On the basis of the performed studies, it may be stated that the best candidate for the single-phase room-temperature multiferroic material is the Aurivillius Bi5FeTi3O15 compound. Using solid-state sintering method, a pure single phase was successfully obtained. The ME effect in the Bi5FeTi3O15 compound is present despite the absence of long-range magnetic order, and relatively strong ME signal cannot be caused by tiny inclusions of other phases. The existence of the magnetoelectric coupling in the paramagnetic Aurivillius Bi5FeTi3O15 compound and explanation of mechanism of this coupling is open for future studies.

In the case of (BiFeO3)1 − x –(BaTiO3) x and Bi1 − x Nd x FeO3 solid solutions, the ME effect is connected with suppression of the cycloidal spin structure of BiFeO3. The magnitude of magnetoelectric coupling depends on the concentration of barium titanate and neodymium in the bismuth ferrite structure. The maximum values of the magnetoelectric coupling coefficient were obtained for the compositions within the region of structural transformations.

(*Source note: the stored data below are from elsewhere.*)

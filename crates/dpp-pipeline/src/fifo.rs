//! Fixed-capacity ring buffer backing the moving-window filters (§4.8).
//!
//! Capacity is set at construction and never changes; `write` fails
//! (loudly, per §7's per-sample assertion policy) rather than growing.
//! The reference also has a pointer/owning variant used by an FFT tool;
//! that tool has no counterpart in this crate, so only the scalar
//! variant is implemented here.

use std::collections::VecDeque;

use crate::error::RuntimeError;

/// A fixed-capacity FIFO of `T`.
#[derive(Debug, Clone)]
pub struct Fifo<T> {
    capacity: usize,
    items: VecDeque<T>,
    label: String,
}

impl<T> Fifo<T> {
    /// Create an empty FIFO with the given capacity, tagged with `label`
    /// for error messages.
    pub fn new(capacity: usize, label: impl Into<String>) -> Self {
        Self {
            capacity,
            items: VecDeque::with_capacity(capacity),
            label: label.into(),
        }
    }

    /// Number of samples currently held.
    pub fn len(&self) -> usize {
        self.items.len()
    }

    /// Whether the FIFO holds no samples.
    pub fn is_empty(&self) -> bool {
        self.items.is_empty()
    }

    /// Whether the FIFO is at capacity.
    pub fn is_full(&self) -> bool {
        self.items.len() == self.capacity
    }

    /// The fixed capacity this FIFO was constructed with.
    pub fn capacity(&self) -> usize {
        self.capacity
    }

    /// Push `item` to the back. Fails if the FIFO is already full.
    pub fn write(&mut self, item: T) -> Result<(), RuntimeError> {
        if self.is_full() {
            return Err(RuntimeError::FifoOverflow {
                label: self.label.clone(),
                capacity: self.capacity,
            });
        }
        self.items.push_back(item);
        Ok(())
    }

    /// Pop the oldest item. Fails if the FIFO is empty.
    pub fn read(&mut self) -> Result<T, RuntimeError> {
        self.items.pop_front().ok_or_else(|| RuntimeError::FifoUnderflow {
            label: self.label.clone(),
        })
    }

    /// Peek an item counting back from the newest (`0` is the newest).
    pub fn peek_back(&self, index: usize) -> Option<&T> {
        let len = self.items.len();
        if index >= len {
            return None;
        }
        self.items.get(len - 1 - index)
    }
}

As it was shown, an initial electrical poling allows increasing the ME effect 2–3 times. The frequency dependencies of α ME have similar shapes for all the investigated materials and allowed us to determine the optimum frequency range, i.e., f ≥ 2 kHz for (BiFeO3)1 − x –(BaTiO3) x and Bi1 − x Nd x FeO3 solid solutions and f ≥ 5 kHz for the Aurivillius Bi5FeTi3O15 compound. Moreover, no hysteretic behavior was observed in α ME(H DC) dependence in the case of single-phase materials.